Даже лучше он, с подвохом,
Нет у «Форда» этой прыти –
Авто-мото-вело-пёхом
Доплывёте, долетите,
И, при том, такое судно
Никому толкать не трудно.

И не только этим славен –
Он устойчив, он морален,
И в ночное время суток
Он не возит проституток;
Сутенёры, наркоманы
В нём не ездят в рестораны…

Я куплю себе такое
Чудо-юдо заводное,
Растрясу мои заначки –
Не бедней же я калек,
Посмотрите – в этой тачке
Едет, типа, человек!

* * *
Вот так, в стервозной и нервозной
Толпе, толкающей и мнущей,
Арбузной свежестью морозной
Вдруг задохнуться… Боже Сущий! –
Она, она, я помню, та ведь –
Духи, туманы – всё оттуда…
Ступить на слякотную наледь,
Идти, идти за ней, покуда
Не обернётся… только, дальний,
Не стану ближе ей, я знаю –
Её в наш век маниакальный
Лишь без причины напугаю…

* * *
Я уже ненавижу переезд железнодорожный
Возле Новой Деревни… Нитку в иголку вдень же,
Господи, и заштопай, если можно,
Эту прореху в пространстве… Четверть часа, не меньше,
Ежедневно торчу здесь по дороге с работы,
Метрах в трехстах от места известной дуэли,
Волей-неволей подумаешь – кто ты, что ты?
Сколько тогда они до сорока успели! –
Нам и не снилось. Даром своим дорожили,
Может быть, больше нас – понимали,
Что завтра не будет, всё здесь и сейчас или
С детства планиду свою роковую знали?..
Мы же не знаем и стыдно судьбою
Назвать эту возню: ожидание шанса
Своего, эту привычку – с бою
Брать своё же… Не удержусь, подамся
Прочь, туда… Впрочем, куда – неизвестно.
Азимут определи, координаты счисли
И укажи, и назови место
Где-то за краем рассудка, за гранью мысли…

* * *
1.

Я голубям любил крошить окрошку,
Кормил котят, пригревшихся в подвале.
Синицам сало вешал за окошко
И радовался – как они клевали!
Я так жалел зимующих в замёрзшей
Фонтанке уток, – знала бы с какою
Тревогой им в шугу или в порошу
Крошил всё то, что было под рукою.
Я так любил щенков… увы, всё стёрто,
Так странно вспоминать, что это – было…
Зачем, зачем, зачем… какого чёрта
Ты мне вчера собаку подарила!?


2.

Что же врать?

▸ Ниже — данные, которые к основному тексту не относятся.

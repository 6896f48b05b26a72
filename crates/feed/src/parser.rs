// ABOUTME: Feed probing: decides whether fetched bytes are an RSS or Atom document.
// ABOUTME: Sniffs the XML root with quick-xml, then reads the title through feed-rs.

use crate::error::FeedError;
use crate::models::{DiscoveredFeed, FeedKind};
use quick_xml::events::Event;
use quick_xml::reader::Reader;

/// What a full pass over the XML found.
#[derive(Debug, Default)]
struct Sniffed {
    root: Option<String>,
    raw_title: Option<String>,
}

/// Checks that `data` is a well-formed RSS or Atom document and describes it.
///
/// # Arguments
/// * `data` - Raw response body
/// * `url` - The URL the body was fetched from (stored as-is)
///
/// # Returns
/// * `Ok(DiscoveredFeed)` - Root is `<rss>` or `<feed>`; title trimmed, empty as None
/// * `Err(FeedError)` - Malformed XML or any other root element
pub fn probe_feed(data: &[u8], url: &str) -> Result<DiscoveredFeed, FeedError> {
    let sniffed = sniff(data)?;
    let kind = match sniffed.root.as_deref() {
        Some("rss") => FeedKind::Rss,
        Some("feed") => FeedKind::Atom,
        Some(other) => {
            return Err(FeedError::invalid(format!(
                "unsupported root element <{}>",
                other
            )))
        }
        None => return Err(FeedError::invalid("document has no root element")),
    };

    // feed-rs handles entities, CDATA and Atom text constructs; the raw title
    // only covers documents it refuses.
    let title = match feed_rs::parser::parse(data) {
        Ok(parsed) => parsed.title.map(|t| t.content),
        Err(_) => sniffed.raw_title,
    };
    let title = title
        .map(|t| t.trim().to_string())
        .filter(|t| !t.is_empty());

    Ok(DiscoveredFeed {
        kind,
        url: url.to_string(),
        title,
    })
}

/// Reads the whole document, failing on malformed XML, and records the root
/// element plus the text of `rss > channel > title` or `feed > title`.
fn sniff(data: &[u8]) -> Result<Sniffed, FeedError> {
    let mut reader = Reader::from_reader(data);
    reader.config_mut().trim_text(false);

    let mut result = Sniffed::default();
    let mut stack: Vec<String> = Vec::new();
    let mut title = String::new();
    let mut in_title = false;
    let mut buf = Vec::new();

    loop {
        match reader.read_event_into(&mut buf) {
            Ok(Event::Start(ref e)) => {
                let name = String::from_utf8_lossy(e.local_name().as_ref()).to_string();
                if stack.is_empty() {
                    if result.root.is_some() {
                        return Err(FeedError::parse("multiple root elements"));
                    }
                    result.root = Some(name.clone());
                }
                stack.push(name);
                in_title = result.raw_title.is_none() && is_title_path(&stack);
            }
            Ok(Event::Empty(ref e)) => {
                if stack.is_empty() {
                    if result.root.is_some() {
                        return Err(FeedError::parse("multiple root elements"));
                    }
                    result.root =
                        Some(String::from_utf8_lossy(e.local_name().as_ref()).to_string());
                }
            }
            Ok(Event::Text(ref e)) if in_title => {
                title.push_str(&e.decode().map_err(FeedError::parse)?);
            }
            Ok(Event::CData(e)) if in_title => {
                title.push_str(&String::from_utf8_lossy(&e.into_inner()));
            }
            Ok(Event::GeneralRef(ref e)) if in_title => {
                if let Ok(Some(c)) = e.resolve_char_ref() {
                    title.push(c);
                } else {
                    let name = e.decode().map_err(FeedError::parse)?;
                    if let Some(resolved) = quick_xml::escape::resolve_predefined_entity(&name) {
                        title.push_str(resolved);
                    }
                }
            }
            Ok(Event::End(_)) => {
                if in_title {
                    result.raw_title = Some(std::mem::take(&mut title));
                    in_title = false;
                }
                stack.pop();
            }
            Ok(Event::Eof) => break,
            Err(e) => return Err(FeedError::parse(e)),
            _ => {}
        }
        buf.clear();
    }

    if !stack.is_empty() {
        return Err(FeedError::parse("unexpected end of document"));
    }
    Ok(result)
}

fn is_title_path(stack: &[String]) -> bool {
    let path: Vec<&str> = stack.iter().map(String::as_str).collect();
    matches!(path.as_slice(), ["rss", "channel", "title"] | ["feed", "title"])
}
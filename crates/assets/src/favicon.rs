// ABOUTME: SVG favicon generation for the site and each tool.
// ABOUTME: Renders a rounded square with the tool name sized to fit.

use std::fs;
use std::path::{Path, PathBuf};

use minitools_feed::escape_xml;
use tracing::info;

use crate::error::AssetError;

pub const PRIMARY: &str = "#2c5aa0";
pub const PRIMARY_DARK: &str = "#1e3f6b";
pub const PRIMARY_LIGHT: &str = "#4a7bc8";
const TEXT_COLOR: &str = "#fff";
const SIZE: u32 = 64;
const FONT_FAMILY: &str =
    "system-ui, -apple-system, BlinkMacSystemFont, 'Segoe UI', Roboto, sans-serif";

/// Display name of the site-wide favicon.
pub const SITE_DISPLAY_NAME: &str = "Feed Minitools";

#[derive(Debug, Clone, Copy, PartialEq, Eq)]
pub struct Tool {
    pub slug: &'static str,
    pub display_name: Option<&'static str>,
    pub color: &'static str,
    /// Directory of the tool relative to the tools root.
    pub dir: &'static str,
}

impl Tool {
    pub fn display_name(&self) -> String {
        self.display_name
            .map(str::to_string)
            .unwrap_or_else(|| display_name_from_slug(self.slug))
    }
}

pub const TOOLS: [Tool; 5] = [
    Tool {
        slug: "feed-minitools",
        display_name: Some("Feed Minitools"),
        color: PRIMARY,
        dir: "feed-minitools",
    },
    Tool {
        slug: "favorites-migrator",
        display_name: Some("Favorites Migrator"),
        color: PRIMARY,
        dir: "feed-minitools/favorites-migrator",
    },
    Tool {
        slug: "subscription-organizer",
        display_name: Some("Subscription Organizer"),
        color: PRIMARY,
        dir: "feed-minitools/subscription-organizer",
    },
    Tool {
        slug: "urls-to-opml",
        display_name: Some("URLs to OPML"),
        color: PRIMARY,
        dir: "feed-minitools/urls-to-opml",
    },
    Tool {
        slug: "instafed",
        display_name: Some("InstaFed"),
        color: PRIMARY,
        dir: "instafed",
    },
];

/// `urls-to-opml` -> `Urls To Opml`.
pub fn display_name_from_slug(slug: &str) -> String {
    slug.split('-')
        .map(|word| {
            let mut chars = word.chars();
            match chars.next() {
                Some(first) => first.to_uppercase().chain(chars).collect(),
                None => String::new(),
            }
        })
        .collect::<Vec<String>>()
        .join(" ")
}

pub fn font_size_for(len: usize) -> u32 {
    match len {
        0..=3 => 20,
        4..=6 => 16,
        7..=10 => 12,
        11..=15 => 10,
        _ => 8,
    }
}

fn number(value: f64) -> String {
    let rounded = (value * 100.0).round() / 100.0;
    format!("{}", rounded)
}

fn text_element(x: f64, y: f64, font_size: u32, text: &str) -> String {
    format!(
        "\n  <text x=\"{}\" y=\"{}\" font-family=\"{}\" font-size=\"{}\" font-weight=\"bold\" fill=\"{}\" text-anchor=\"middle\" dominant-baseline=\"middle\" letter-spacing=\"0.3px\">{}</text>",
        number(x),
        number(y),
        FONT_FAMILY,
        font_size,
        TEXT_COLOR,
        escape_xml(text)
    )
}

/// 64x64 rounded square in `color` with `display_name` centered on it.
///
/// Names longer than 8 characters with several words are split over two lines.
pub fn generate_svg_favicon(display_name: &str, color: &str) -> String {
    let len = display_name.chars().count();
    let font_size = font_size_for(len);
    let line_height = font_size as f64 * 1.2;
    let center = SIZE as f64 / 2.0;

    let words: Vec<&str> = display_name.split(' ').collect();
    let text = if words.len() > 1 && len > 8 {
        let mid = words.len().div_ceil(2);
        let first = words[..mid].join(" ");
        let second = words[mid..].join(" ");
        format!(
            "{}{}",
            text_element(center, center - line_height / 4.0, font_size, &first),
            text_element(center, center + line_height / 2.0, font_size, &second)
        )
    } else {
        text_element(center, center, font_size, display_name)
    };

    format!(
        "<?xml version=\"1.0\" encoding=\"UTF-8\"?>\n<svg width=\"{size}\" height=\"{size}\" viewBox=\"0 0 {size} {size}\" xmlns=\"http://www.w3.org/2000/svg\">\n  <rect width=\"{size}\" height=\"{size}\" rx=\"8\" ry=\"8\" fill=\"{color}\"/>{text}\n</svg>",
        size = SIZE,
        color = escape_xml(color),
        text = text
    )
}

/// Writes the site favicon to `<out>/shared/assets/favicon.svg` and one per
/// tool to `<out>/tools/<dir>/favicon.svg`. Returns the written paths.
pub fn generate_all(out_dir: &Path) -> Result<Vec<PathBuf>, AssetError> {
    let mut written = Vec::new();

    let site = out_dir.join("shared").join("assets").join("favicon.svg");
    write_favicon(&site, &generate_svg_favicon(SITE_DISPLAY_NAME, PRIMARY))?;
    written.push(site);

    for tool in TOOLS {
        let path = out_dir.join("tools").join(tool.dir).join("favicon.svg");
        let name = tool.display_name();
        write_favicon(&path, &generate_svg_favicon(&name, tool.color))?;
        info!(tool = tool.slug, path = %path.display(), "favicon generated");
        written.push(path);
    }
    Ok(written)
}

fn write_favicon(path: &Path, svg: &str) -> Result<(), AssetError> {
    if let Some(parent) = path.parent() {
        fs::create_dir_all(parent).map_err(|e| AssetError::io(parent, e))?;
    }
    fs::write(path, svg).map_err(|e| AssetError::io(path, e))
}

#[cfg(test)]
mod tests {
    use super::*;
    use pretty_assertions::assert_eq;

    #[test]
    fn slug_to_display_name() {
        assert_eq!(display_name_from_slug("urls-to-opml"), "Urls To Opml");
        assert_eq!(display_name_from_slug("instafed"), "Instafed");
    }

    #[test]
    fn font_sizes_by_length() {
        assert_eq!(font_size_for(3), 20);
        assert_eq!(font_size_for(6), 16);
        assert_eq!(font_size_for(10), 12);
        assert_eq!(font_size_for(15), 10);
        assert_eq!(font_size_for(22), 8);
    }

    #[test]
    fn short_name_on_one_line() {
        let svg = generate_svg_favicon("InstaFed", PRIMARY);
        assert_eq!(svg.matches("<text ").count(), 1);
        assert!(svg.contains("x=\"32\" y=\"32\""));
        assert!(svg.contains("font-size=\"12\""));
        assert!(svg.contains("fill=\"#2c5aa0\""));
        assert!(svg.contains(">InstaFed</text>"));
    }

    #[test]
    fn long_multiword_name_on_two_lines() {
        // 22 chars: font 8, line height 9.6
        let svg = generate_svg_favicon("Subscription Organizer", PRIMARY);
        assert_eq!(svg.matches("<text ").count(), 2);
        assert!(svg.contains("y=\"29.6\" font-family"));
        assert!(svg.contains("y=\"36.8\" font-family"));
        assert!(svg.contains(">Subscription</text>"));
        assert!(svg.contains(">Organizer</text>"));
    }

    #[test]
    fn generate_all_writes_every_favicon() {
        let dir = tempfile::tempdir().unwrap();
        let written = generate_all(dir.path()).unwrap();
        assert_eq!(written.len(), TOOLS.len() + 1);
        assert!(dir
            .path()
            .join("tools/feed-minitools/urls-to-opml/favicon.svg")
            .is_file());
        assert!(dir.path().join("shared/assets/favicon.svg").is_file());
    }
}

Скажу чистосердечно –
Не люблю, когда в квартире кошка
Проживает или, что ужасней,
Если там собака поселилась
И рычит, и, сидя возле двери,
Караулит лестничные звуки:
Лифт, к примеру, голоса… при этом,
Надо с ней гулять два раза в сутки,
Надо мыть её, водить на случки,
Надо шерсть из-под дивана, из-под
Пианино пылесосом, тряпкой
Влажной убирать. Какая радость?
Лучше б так ходили за людьми!


3.

Обними своего кобеля, ну же –
Поцелуй его, оближи морду,
Он обрадуется… Гораздо хуже
Ты ко мне относишься: взяла моду
Не смотреть на меня, а посмотришь – тучей
Грозовою кажется взгляд; что же,
Если кобелина потрясучий
Тебе человека милей, дороже,
Посади за стол его и, сутуло
Наклонясь, корми, подтирай лужи…
Я же повторю слова Катулла –
Обними своего кобеля, ну же!

* * *
Отвердело время, гранитом стало,
Словно памятник, только слово
Крепче меди; вообще металла
Не отлили ещё такого –
Тот же меч ржавеет, теряет жало,
А оно и тления убежало,
И забвения, и всякой иной напасти,
И вернулось, и проросло снова,
И перед тобою – живей живого…
Посмотри внимательно – в твоей ли власти
Оно или ты в его власти?
Предстоишь и ходишь пред его ликом,
А оно куражится – вот те здрасьте!
И называет тебя тунгусом диким…
Что ж, и поделом, коль не лживо;
Где скрижали? – Нет! – А оно – живо!
И оно говорит, и оно дышит,
И узнаваем голос, он тот, прежний,
Кто же собеседник твой нездешний –
Тише травы, пирамид выше?..

* * *
       Анне Алексеевне Дементьевой

Вот речушка, за речушкой – деревушка,
В деревушке – три старушки, им кукушка
Нагадала лет по триста, этой птичке
Верят бедные старушки по привычке.
Да и дело-то не в этом – верить надо,
Но всё чаще разбирает их досада –
Всё, что деется – и глупо, и нелепо:
Не такая в огороде нынче репа,
И коты вчерась по дикому завыли,
И из городу автобус отменили,
И, помимо того, банька еле дышит,
Дак, опять-таки, из городу не пишут…

А случается – завоет и засвищет,
И сгущается не тьма, а темнотища,
И в такой вот беспросветности, средь бездны,
Мнится бабушкам Суд Страшный, Суд Небесный…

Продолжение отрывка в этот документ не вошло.